レミフェンタニルによる術中鎮痛後に生じる術後痛覚過敏のメカニズムを検討した。ラットモデルにおいて、レミフェンタニル投与後48時間で熱・機械的痛覚過敏が確認された。脊髄では3-ニトロチロシン、硝化マンガンスーパーオキシドジスムターゼ、DMT1(-)IRE発現、および鉄濃度が有意に上昇した一方、DMT1(+)IREは変化しなかった。水素豊富生理食塩水によるペルオキシナイトライト除去はDMT1(-)IRE過剰発現と鉄蓄積を抑制し、痛覚過敏を軽減した。鉄キレート剤も用量依存的に痛覚過敏を抑制した。
脊髄内でペルオキシナイトライトがDMT1(-)IRE発現を亢進させ、異常な鉄蓄積を引き起こすことでNMDA受容体を介した神経毒性が促進され、術後痛覚過敏が生じる。
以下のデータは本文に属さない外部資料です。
use anyhow::{Context, Result};
use argh::FromArgs;
use node_lib::config::Config;
use node_lib::upstream::{StaticUpstream, UpstreamWork};
use node_lib::{Node, util};
use sharelib::store::ShareStore;
use std::path::{Path, PathBuf};
use std::sync::Arc;
use tokio::net::TcpListener;
use tracing::{info, warn};
use tracing_appender::non_blocking::WorkerGuard;
use tracing_subscriber::{EnvFilter, fmt, prelude::*};

#[derive(FromArgs)]
/// Share-chain node for a decentralized mining pool
struct Args {
    #[argh(option, default = "PathBuf::from(\"sharepool.toml\")")]
    /// configuration file location
    config: PathBuf,
    #[argh(option)]
    /// port to listen on for peers
    port: Option<u16>,
    #[argh(option)]
    /// directory for shares, addresses and logs
    data_dir: Option<PathBuf>,
    #[argh(switch)]
    /// write the default configuration to --config and exit
    generate_config: bool,
    #[argh(positional)]
    /// peers to stay connected to
    peers: Vec<String>,
}

fn init_tracing(data_dir: &Path) -> WorkerGuard {
    let file = tracing_appender::rolling::daily(data_dir, "node.log");
    let (writer, guard) = tracing_appender::non_blocking(file);
    let filter = EnvFilter::try_from_default_env().unwrap_or_else(|_| EnvFilter::new("info"));
    tracing_subscriber::registry()
        .with(filter)
        .with(fmt::layer())
        .with(fmt::layer().with_ansi(false).with_writer(writer))
        .init();
    guard
}

#[tokio::main]
async fn main() -> Result<()> {
    let args: Args = argh::from_env();
    if args.generate_config {
        Config::default().write(&args.config)?;
        println!("wrote default configuration to {}", args.config.display());
        return Ok(());
    }

    let mut config = if args.config.exists() {
        Config::load(&args.config)?
    } else {
        Config::default()
    };
    if let Some(port) = args.port {
        config.p2p.port = port;
    }
    if let Some(data_dir) = args.data_dir {
        config.storage.data_dir = data_dir;
    }
    config.p2p.connect.extend(args.peers);
    std::fs::create_dir_all(&config.storage.data_dir).with_context(|| {
        format!("cannot create data directory {}", config.storage.data_dir.display())
    })?;
    let _log_guard = init_tracing(&config.storage.data_dir);
    info!("starting {} on {}", config.p2p.sub_version, config.net.name);

    let upstream = Arc::new(StaticUpstream::new(UpstreamWork {
        version: config.upstream.version,
        previous_block: config.upstream.previous_block()?,
        bits: config.upstream.bits(),
        subsidy: config.upstream.subsidy,
        height: config.upstream.height,
        transactions: Vec::new(),
    }));
    let node = Node::new(config, upstream);
    let storage = &node.config.storage;

    let (store, replay) = ShareStore::open(
        &storage.data_dir,
        &storage.share_prefix,
        storage.segment_cap,
        &node.net,
    )?;
    let _store_writer = node.attach_store(store, replay).await;
    let addr_path = storage.addr_store_path();
    if let Err(e) = util::load_addr_store(&node, &addr_path).await {
        warn!("{e:#}, starting with an empty address book");
    }
    node.set_best_share().await;

    let port = node.config.p2p.port;
    let listener = TcpListener::bind(("0.0.0.0", port))
        .await
        .with_context(|| format!("cannot listen on port {port}"))?;
    info!("listening for peers on port {port}");

    // normally you would want to keep and join the handles
    let tasks = util::spawn_background(&node);
    let listening = tokio::spawn(util::listen(node.clone(), listener));

    tokio::signal::ctrl_c().await?;
    info!("shutting down");
    node.cancel.cancel();
    if let Err(e) = listening.await {
        warn!("listener task failed: {e}");
    }
    for task in tasks {
        if let Err(e) = task.await {
            warn!("background task failed: {e}");
        }
    }
    util::save_addr_store(&node, &addr_path).await?;
    Ok(())
}
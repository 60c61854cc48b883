use crate::reply::ReplyMatcher;
use sharelib::error::{PoolError, Result};
use sharelib::network::{Message, ProtocolError, ShareRequest};
use sharelib::pack::VarInt;
use sharelib::sha256::Hash;
use sharelib::types::RawShare;
use std::collections::HashSet;
use std::net::SocketAddr;
use std::sync::{Mutex, MutexGuard, PoisonError};
use std::time::Duration;
use tokio_util::sync::CancellationToken;

/// Share hashes remembered per peer before the older half is forgotten.
const KNOWN_HASHES_CAPACITY: usize = 10_000;

/// Two generations of hashes; when the current one fills up the previous
/// one is dropped.
#[derive(Default, Debug)]
pub struct KnownHashes {
    current: HashSet<Hash>,
    previous: HashSet<Hash>,
}

impl KnownHashes {
    pub fn insert(&mut self, hash: Hash) {
        self.current.insert(hash);
        if self.current.len() > KNOWN_HASHES_CAPACITY {
            std::mem::swap(&mut self.current, &mut self.previous);
            self.current.clear();
        }
    }
    pub fn contains(&self, hash: &Hash) -> bool {
        self.current.contains(hash) || self.previous.contains(hash)
    }
}

/// An established connection, as seen by the rest of the node.
pub struct Peer {
    pub addr: SocketAddr,
    pub nonce: u64,
    pub incoming: bool,
    pub version: u32,
    pub sub_version: String,
    pub services: u64,
    sender: kanal::AsyncSender<Message>,
    pub replies: ReplyMatcher,
    known: Mutex<KnownHashes>,
    pub cancel: CancellationToken,
}

impl Peer {
    #[allow(clippy::too_many_arguments)]
    pub fn new(
        addr: SocketAddr,
        nonce: u64,
        incoming: bool,
        version: u32,
        sub_version: String,
        services: u64,
        sender: kanal::AsyncSender<Message>,
        request_timeout: Duration,
        cancel: CancellationToken,
    ) -> Self {
        Peer {
            addr,
            nonce,
            incoming,
            version,
            sub_version,
            services,
            sender,
            replies: ReplyMatcher::new(request_timeout),
            known: Mutex::new(KnownHashes::default()),
            cancel,
        }
    }

    /// Queues a message for the writer task.
    pub async fn send(&self, message: Message) -> Result<()> {
        self.sender
            .send(message)
            .await
            .map_err(|_| ProtocolError::Closed.into())
    }

    /// Queues a message without waiting; false if the queue is full or
    /// the connection is gone.
    pub fn try_send(&self, message: Message) -> bool {
        matches!(self.sender.try_send(message), Ok(true))
    }

    fn known(&self) -> MutexGuard<'_, KnownHashes> {
        self.known.lock().unwrap_or_else(PoisonError::into_inner)
    }

    pub fn mark_known(&self, hash: Hash) {
        self.known().insert(hash);
    }

    pub fn knows(&self, hash: &Hash) -> bool {
        self.known().contains(hash)
    }

    /// Asks the peer for `hashes` and up to `parents` ancestors of each,
    /// stopping at `stops`.
    pub async fn get_shares(
        &self,
        hashes: Vec<Hash>,
        parents: u64,
        stops: Vec<Hash>,
    ) -> Result<Vec<RawShare>> {
        let pending = self.replies.register();
        let request = Message::ShareReq(ShareRequest {
            id: pending.id,
            hashes,
            parents: VarInt(parents),
            stops,
        });
        if let Err(e) = self.send(request).await {
            self.replies.fail_all();
            return Err(e);
        }
        let result = self.replies.wait(pending).await;
        if matches!(result, Err(PoolError::Timeout)) {
            // an unanswered request means the peer is stuck
            self.disconnect();
        }
        result
    }

    pub fn disconnect(&self) {
        self.cancel.cancel();
    }

    pub fn is_connected(&self) -> bool {
        !self.cancel.is_cancelled()
    }
}

impl std::fmt::Display for Peer {
    fn fmt(&self, f: &mut std::fmt::Formatter) -> std::fmt::Result {
        write!(f, "{}", self.addr)
    }
}

#[cfg(test)]
mod tests {
    use super::*;

    #[test]
    fn known_hashes_forget_the_oldest_generation() {
        let mut known = KnownHashes::default();
        let hashes: Vec<Hash> = (0..=2 * KNOWN_HASHES_CAPACITY as u32 + 2)
            .map(|n| Hash::hash256(&n.to_le_bytes()))
            .collect();
        for hash in &hashes[..=KNOWN_HASHES_CAPACITY] {
            known.insert(*hash);
        }
        // first generation rotated out of `current` but is still remembered
        assert!(known.contains(&hashes[0]));
        for hash in &hashes[KNOWN_HASHES_CAPACITY + 1..] {
            known.insert(*hash);
        }
        assert!(!known.contains(&hashes[0]));
        assert!(known.contains(hashes.last().unwrap()));
    }

    #[tokio::test]
    async fn requests_fail_once_the_writer_is_gone() {
        let (sender, receiver) = kanal::bounded_async(4);
        let peer = Peer::new(
            "10.0.0.1:9333".parse().unwrap(),
            7,
            false,
            sharelib::PROTOCOL_VERSION,
            String::new(),
            0,
            sender,
            Duration::from_secs(5),
            CancellationToken::new(),
        );
        drop(receiver);
        assert!(peer.get_shares(vec![Hash::zero()], 1, vec![]).await.is_err());
        assert!(peer.replies.is_empty());
    }
}
#[derive(Clone, Debug)]
pub struct Share {
    pub contents: ShareContents,
    pub hash: Hash,
    pub target: U256,
    pub max_target: U256,
    /// `None` for shares produced locally
    pub peer_addr: Option<SocketAddr>,
    pub time_seen: i64,
}

fn malformed(reason: String) -> PoolError {
    PoolError::MalformedShare(reason)
}

impl Share {
    /// Decodes and applies the field limits of `net`.
    pub fn new(
        contents: ShareContents,
        net: &NetworkParams,
        peer_addr: Option<SocketAddr>,
    ) -> Result<Self> {
        let limits = &net.limits;
        let data = &contents.share_info.share_data;
        if data.payout_script.len() > limits.max_payout_script_len {
            return Err(malformed(format!(
                "payout script is {} bytes, limit {}",
                data.payout_script.len(),
                limits.max_payout_script_len
            )));
        }
        if !(limits.min_coinbase_len..=limits.max_coinbase_len).contains(&data.coinbase.len()) {
            return Err(malformed(format!(
                "coinbase is {} bytes, allowed {}..={}",
                data.coinbase.len(),
                limits.min_coinbase_len,
                limits.max_coinbase_len
            )));
        }
        if data.nonce.len() > limits.max_nonce_len {
            return Err(malformed(format!("nonce is {} bytes", data.nonce.len())));
        }
        if contents.merkle_link.branch.len() > limits.max_merkle_branch {
            return Err(malformed(format!(
                "merkle branch has {} entries",
                contents.merkle_link.branch.len()
            )));
        }
        let sigops = sigop_count(data.coinbase.as_ref()) + data.payout_script.sigop_count();
        if sigops > limits.max_sigops {
            return Err(malformed(format!("{sigops} signature operations")));
        }

        let hash = contents.header.hash();
        let target = contents.share_info.bits.target();
        let max_target = contents.share_info.max_bits.target();
        if target > net.max_target {
            return Err(malformed("share target above network maximum".to_string()));
        }
        if !hash.matches_target(target) {
            return Err(malformed(format!("share {hash} does not meet its target")));
        }
        Ok(Share {
            contents,
            hash,
            target,
            max_target,
            peer_addr,
            time_seen: util::now(),
        })
    }

    /// `Ok(None)` for share types this build does not know.
    pub fn from_raw(
        raw: &RawShare,
        net: &NetworkParams,
        peer_addr: Option<SocketAddr>,
    ) -> Result<Option<Self>> {
        if raw.share_type.0 != SHARE_TYPE {
            return Ok(None);
        }
        let contents = ShareContents::unpack(raw.contents.as_ref())
            .map_err(|e| malformed(format!("undecodable share: {e}")))?;
        Self::new(contents, net, peer_addr).map(Some)
    }

    pub fn to_raw(&self) -> RawShare {
        RawShare {
            share_type: VarInt(SHARE_TYPE),
            contents: VarStr(self.contents.pack()),
        }
    }

    pub fn header(&self) -> &BlockHeader {
        &self.contents.header
    }
    pub fn share_info(&self) -> &ShareInfo {
        &self.contents.share_info
    }
    pub fn share_data(&self) -> &ShareData {
        &self.contents.share_info.share_data
    }
    pub fn previous_share_hash(&self) -> Hash {
        self.share_data().previous_share_hash
    }
    pub fn timestamp(&self) -> u32 {
        self.share_info().timestamp
    }
    pub fn payout_script(&self) -> &Script {
        &self.share_data().payout_script
    }
    pub fn is_block_solution(&self) -> bool {
        self.hash.matches_target(self.header().bits.target())
    }

    /// Regenerates what this share must contain given its ancestry and
    /// returns the generation transaction on success.
    pub fn check(&self, chain: &mut ShareChain) -> Result<Transaction> {
        let previous = self.previous_share_hash();
        if !previous.is_zero() && !chain.items.contains(&previous) {
            return Err(PoolError::MissingAncestor(previous));
        }
        if i64::from(self.timestamp()) > util::now() + MAX_FUTURE_TIMESTAMP {
            return Err(PoolError::InvalidShare(format!(
                "share {} timestamp is too far in the future",
                self.hash
            )));
        }

        let (share_info, gentx) = generate_share_transaction(
            chain,
            self.share_data().clone(),
            self.header().bits.target(),
            self.timestamp(),
            self.target,
            self.contents.last_txout_nonce,
        )?;
        if share_info != self.contents.share_info {
            return Err(PoolError::InvalidShare(format!(
                "share {} info does not match its ancestry",
                self.hash
            )));
        }
        if check_merkle_link(gentx.hash(), &self.contents.merkle_link)
            != Some(self.header().merkle_root)
        {
            return Err(PoolError::InvalidShare(format!(
                "share {} merkle root does not commit to its generation transaction",
                self.hash
            )));
        }
        if let Some(other_txs) = &self.contents.other_txs {
            let hashes: Vec<Hash> = std::iter::once(Hash::zero())
                .chain(other_txs.iter().map(Transaction::hash))
                .collect();
            if calculate_merkle_link(&hashes, 0) != self.contents.merkle_link {
                return Err(PoolError::InvalidShare(format!(
                    "share {} merkle link does not match its transactions",
                    self.hash
                )));
            }
        }
        Ok(gentx)
    }

    pub fn should_punish(&self, previous_block: &Hash, bits: FloatingInteger) -> Punishment {
        let header = self.header();
        let stale = header.previous_block != *previous_block || header.bits != bits;
        if stale && self.hash != *previous_block && self.peer_addr.is_some() {
            return Punishment::BlockStale;
        }
        if self.is_block_solution() {
            return Punishment::BlockSolution;
        }
        Punishment::None
    }

    /// Full block, when the transactions behind the merkle link are known.
    pub fn as_block(&self, gentx: Transaction) -> Option<Block> {
        let other_txs = self.contents.other_txs.as_ref()?;
        let mut transactions = Vec::with_capacity(other_txs.len() + 1);
        transactions.push(gentx);
        transactions.extend(other_txs.iter().cloned());
        Some(Block::new(self.header().clone(), transactions))
    }
}
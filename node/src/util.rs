use crate::{Node, handler, subnet};
use anyhow::{Context, Result};
use rand::Rng;
use rand::seq::SliceRandom;
use sharelib::network::Message;
use sharelib::sha256::Hash;
use sharelib::util::{Saveable, expovariate, now};
use std::collections::HashSet;
use std::net::SocketAddr;
use std::path::{Path, PathBuf};
use std::sync::Arc;
use std::time::Duration;
use tokio::net::{TcpListener, TcpStream};
use tokio::sync::broadcast::error::RecvError;
use tokio::task::JoinHandle;
use tokio::time::{self, timeout};
use tracing::{debug, info, warn};

const CONNECT_TIMEOUT: Duration = Duration::from_secs(5);
const CLEAN_INTERVAL: Duration = Duration::from_secs(5);
// retry schedule for peers given explicitly
const RETRY_INITIAL: f64 = 1.0;
const RETRY_FACTOR: f64 = std::f64::consts::E;
const RETRY_JITTER: f64 = 0.119_626_565_582;
const RETRY_MAX: f64 = 3600.0;
// addresses requested when the book runs low
const GETADDRS_COUNT: u32 = 8;
// stop hashes sent with a download request
const MAX_STOPS: usize = 100;

/// Sleeps for `delay`; false once the node is shutting down.
async fn pause(node: &Node, delay: Duration) -> bool {
    tokio::select! {
        _ = node.cancel.cancelled() => false,
        _ = time::sleep(delay) => true,
    }
}

fn secs(value: f64) -> Duration {
    Duration::from_secs_f64(value.max(0.0))
}

/// Starts every periodic task of a running node.
pub fn spawn_background(node: &Arc<Node>) -> Vec<JoinHandle<()>> {
    let mut tasks = vec![
        tokio::spawn(download_shares(node.clone())),
        tokio::spawn(connect_loop(node.clone())),
        tokio::spawn(address_loop(node.clone())),
        tokio::spawn(clean_tracker(node.clone())),
        tokio::spawn(follow_upstream(node.clone())),
        tokio::spawn(save_addrs(node.clone())),
    ];
    for target in &node.config.p2p.connect {
        tasks.push(tokio::spawn(keep_connected(node.clone(), target.clone())));
    }
    tasks
}

/// Accepts incoming peers within the configured limits.
pub async fn listen(node: Arc<Node>, listener: TcpListener) {
    let p2p = &node.config.p2p;
    loop {
        let (stream, addr) = tokio::select! {
            _ = node.cancel.cancelled() => return,
            accepted = listener.accept() => match accepted {
                Ok(accepted) => accepted,
                Err(e) => {
                    warn!("accept failed: {e}");
                    continue;
                }
            },
        };
        if node.is_banned(addr.ip()) {
            debug!("refusing banned peer {addr}");
            continue;
        }
        let total: usize = node
            .incoming_by_subnet
            .iter()
            .map(|entry| *entry.value())
            .sum();
        if total >= p2p.max_incoming {
            debug!("refusing {addr}: too many incoming connections");
            continue;
        }
        let key = subnet(addr.ip());
        {
            let mut count = node.incoming_by_subnet.entry(key).or_insert(0);
            if *count >= p2p.max_incoming_per_subnet {
                debug!("refusing {addr}: too many connections from its subnet");
                continue;
            }
            *count += 1;
        }

        let node = node.clone();
        tokio::spawn(async move {
            if let Err(e) = handler::handle_connection(node.clone(), stream, addr, true).await {
                debug!("incoming connection from {addr} ended: {e}");
            }
            if let Some(mut count) = node.incoming_by_subnet.get_mut(&key) {
                *count = count.saturating_sub(1);
            }
            node.incoming_by_subnet.remove_if(&key, |_, count| *count == 0);
        });
    }
}

async fn dial(addr: SocketAddr) -> Result<TcpStream> {
    timeout(CONNECT_TIMEOUT, TcpStream::connect(addr))
        .await
        .context("connection timed out")?
        .with_context(|| format!("failed to connect to {addr}"))
}

/// Opens an outgoing connection to `addr` and runs it until it closes.
pub async fn connect_to(node: Arc<Node>, addr: SocketAddr) -> Result<()> {
    let key = subnet(addr.ip());
    if !node.outgoing_attempts.insert(key) {
        anyhow::bail!("already connecting to the subnet of {addr}");
    }
    let connected = dial(addr).await;
    node.outgoing_attempts.remove(&key);
    let stream = connected?;

    let services = node
        .addr_store
        .lock()
        .await
        .get(&addr)
        .map(|entry| entry.services)
        .unwrap_or(0);
    node.got_addr(addr, services, now()).await;
    handler::handle_connection(node, stream, addr, false).await?;
    Ok(())
}

/// Keeps up to `desired_outgoing` connections to peers from the address
/// book.
pub async fn connect_loop(node: Arc<Node>) {
    let p2p = &node.config.p2p;
    loop {
        if !pause(&node, secs(expovariate(1.0))).await {
            return;
        }
        let attempts = node.outgoing_attempts.len();
        if node.outgoing_count() + attempts >= p2p.desired_outgoing || attempts >= p2p.max_outgoing_attempts {
            continue;
        }
        let candidate = node
            .addr_store
            .lock()
            .await
            .get_good_peers(1, now())
            .into_iter()
            .next();
        let Some((addr, _)) = candidate else {
            continue;
        };
        let connected = node.peers.iter().any(|peer| peer.addr == addr);
        if connected || node.is_banned(addr.ip()) || node.outgoing_attempts.contains(&subnet(addr.ip())) {
            continue;
        }
        debug!("connecting to {addr}");
        let node = node.clone();
        tokio::spawn(async move {
            if let Err(e) = connect_to(node, addr).await {
                debug!("outgoing connection to {addr}: {e:#}");
            }
        });
    }
}

async fn resolve(target: &str, default_port: u16) -> Result<SocketAddr> {
    let target = if target.contains(':') {
        target.to_string()
    } else {
        format!("{target}:{default_port}")
    };
    tokio::net::lookup_host(&target)
        .await
        .with_context(|| format!("failed to resolve {target}"))?
        .next()
        .with_context(|| format!("{target} has no addresses"))
}

/// Stays connected to `target`, backing off exponentially between
/// attempts and starting over after every successful connection.
pub async fn keep_connected(node: Arc<Node>, target: String) {
    let mut delay = RETRY_INITIAL;
    loop {
        let dialed = match resolve(&target, node.config.p2p.port).await {
            Ok(addr) => dial(addr).await.map(|stream| (stream, addr)),
            Err(e) => Err(e),
        };
        match dialed {
            Ok((stream, addr)) => {
                delay = RETRY_INITIAL;
                match handler::handle_connection(node.clone(), stream, addr, false).await {
                    Ok(()) => info!("connection to {target} closed"),
                    Err(e) => info!("connection to {target} closed: {e}"),
                }
            }
            Err(e) => warn!("{e:#}"),
        }
        if node.cancel.is_cancelled() {
            return;
        }
        delay = (delay * RETRY_FACTOR).min(RETRY_MAX);
        let jitter: f64 = rand::thread_rng().gen_range(-1.0..1.0);
        delay *= 1.0 + RETRY_JITTER * jitter;
        debug!("reconnecting to {target} in {delay:.1}s");
        if !pause(&node, secs(delay)).await {
            return;
        }
    }
}

/// Asks a random peer for addresses while the book is short of them.
pub async fn address_loop(node: Arc<Node>) {
    loop {
        if !pause(&node, secs(expovariate(20.0))).await {
            return;
        }
        if node.addr_store.lock().await.len() >= node.config.p2p.preferred_storage {
            continue;
        }
        if let Some(peer) = node.random_peer(None) {
            peer.try_send(Message::GetAddrs {
                count: GETADDRS_COUNT,
            });
        }
    }
}

/// Hashes a download may stop at: every head plus an ancestor a little
/// below it.
async fn download_stops(node: &Node) -> Vec<Hash> {
    let mut chain = node.chain.lock().await;
    let heads: Vec<Hash> = chain.items.heads().keys().copied().collect();
    let mut stops: HashSet<Hash> = heads.iter().copied().collect();
    for head in &heads {
        let depth = chain.items.get_height(head).min(10);
        if let Ok(ancestor) = chain.items.get_nth_parent_hash(head, depth) {
            stops.insert(ancestor);
        }
    }
    stops.into_iter().take(MAX_STOPS).collect()
}

/// Fetches shares the chain is missing, one request at a time.
pub async fn download_shares(node: Arc<Node>) {
    let mut desired = node.subscribe_desired();
    loop {
        let wanted = desired.borrow_and_update().clone();
        if wanted.is_empty() {
            tokio::select! {
                _ = node.cancel.cancelled() => return,
                changed = desired.changed() => {
                    if changed.is_err() {
                        return;
                    }
                    continue;
                }
            }
        }
        let Some(target) = wanted.choose(&mut rand::thread_rng()).copied() else {
            continue;
        };
        let peer = target
            .peer_addr
            .and_then(|addr| {
                node.peers
                    .iter()
                    .find(|peer| peer.addr == addr)
                    .map(|peer| peer.value().clone())
            })
            .or_else(|| node.random_peer(None));
        let Some(peer) = peer else {
            if !pause(&node, Duration::from_secs(1)).await {
                return;
            }
            continue;
        };

        let parents: u64 = rand::thread_rng().gen_range(0..500);
        let stops = download_stops(&node).await;
        info!("requesting parent share {} from {peer}", target.hash);
        let received = match peer.get_shares(vec![target.hash], parents, stops).await {
            Ok(shares) => shares,
            Err(e) => {
                warn!("share request to {peer} failed: {e}");
                Vec::new()
            }
        };
        if received.is_empty() {
            if !pause(&node, Duration::from_secs(1)).await {
                return;
            }
            continue;
        }
        node.handle_shares(received, Some(&peer)).await;
    }
}

/// Re-runs chain selection and prunes every few seconds.
pub async fn clean_tracker(node: Arc<Node>) {
    let mut interval = time::interval(CLEAN_INTERVAL);
    loop {
        tokio::select! {
            _ = node.cancel.cancelled() => return,
            _ = interval.tick() => {}
        }
        let removed = node.clean_tracker().await;
        if removed > 0 {
            debug!("pruned {removed} shares");
        }
    }
}

/// Reacts to new upstream blocks.
pub async fn follow_upstream(node: Arc<Node>) {
    let mut headers = node.upstream.subscribe_headers();
    loop {
        let header = tokio::select! {
            _ = node.cancel.cancelled() => return,
            header = headers.recv() => header,
        };
        match header {
            Ok(header) => {
                if let Err(e) = node.handle_header(header).await {
                    warn!("upstream announced a bad header: {e}");
                }
            }
            Err(RecvError::Lagged(skipped)) => debug!("missed {skipped} upstream headers"),
            Err(RecvError::Closed) => return,
        }
        node.set_best_share().await;
    }
}

pub async fn save_addr_store(node: &Node, path: &Path) -> Result<()> {
    let store = node.addr_store.lock().await.clone();
    store
        .save_to_file(path)
        .with_context(|| format!("failed to save addresses to {}", path.display()))?;
    debug!("saved {} addresses", store.len());
    Ok(())
}

pub async fn load_addr_store(node: &Node, path: &Path) -> Result<()> {
    if !path.exists() {
        return Ok(());
    }
    let store = crate::addrs::AddrStore::load_from_file(path)
        .with_context(|| format!("failed to load addresses from {}", path.display()))?;
    info!("loaded {} addresses", store.len());
    *node.addr_store.lock().await = store;
    Ok(())
}

/// Writes the address book out periodically.
pub async fn save_addrs(node: Arc<Node>) {
    let path: PathBuf = node.config.storage.addr_store_path();
    let mut interval = time::interval(Duration::from_secs(node.config.storage.save_interval_secs.max(1)));
    interval.tick().await;
    loop {
        tokio::select! {
            _ = node.cancel.cancelled() => return,
            _ = interval.tick() => {}
        }
        if let Err(e) = save_addr_store(&node, &path).await {
            warn!("{e:#}");
        }
    }
}
/// Tuning of [`ShareChain::think`] and [`ShareChain::prune`].
#[derive(Clone, Debug, Serialize, Deserialize, PartialEq, Eq)]
#[serde(default)]
pub struct ThinkConfig {
    /// best-ranked heads never pruned
    pub keep_top_heads: usize,
    /// heads seen more recently than this are kept (seconds)
    pub recent_head_secs: i64,
    /// unverified branches whose bottom arrived this recently are kept
    pub pending_tail_secs: i64,
    pub max_prune_iterations: usize,
    /// a tail is dropped once all its heads are this many chain lengths above it...
    pub tail_drop_multiple: u64,
    /// ...plus this many shares
    pub tail_drop_margin: u64,
    /// desired shares older than the best share by more than this are not fetched
    pub desired_max_age: i64,
    /// same, when there is no best share yet
    pub idle_desired_max_age: i64,
}

impl Default for ThinkConfig {
    fn default() -> Self {
        ThinkConfig {
            keep_top_heads: 5,
            recent_head_secs: 300,
            pending_tail_secs: 120,
            max_prune_iterations: 1000,
            tail_drop_multiple: 2,
            tail_drop_margin: 10,
            desired_max_age: 60 * 60,
            idle_desired_max_age: 24 * 60 * 60,
        }
    }
}

/// Approximate lower bound on the hash rate behind a verified tail.
#[derive(Clone, Debug, PartialEq, Eq, PartialOrd, Ord)]
pub struct TailScore {
    /// verified length, capped at the chain length
    pub length: u64,
    /// attempts per second, known once the chain is long enough
    pub rate: Option<U256>,
}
水素はペルオキシナイトライトを選択的に消去することでこの経路を抑制する。
水素生理食塩水点滴は医療機関でのみ実施可能な投与経路で、日常応用には向きません。日常的な水素摂取の経路としては吸入が最も実用的ですが、吸入応用にあたっては爆発リスクに注意が必要です(LFL 実証値 10%、高濃度 66%/100% 機は非推奨)。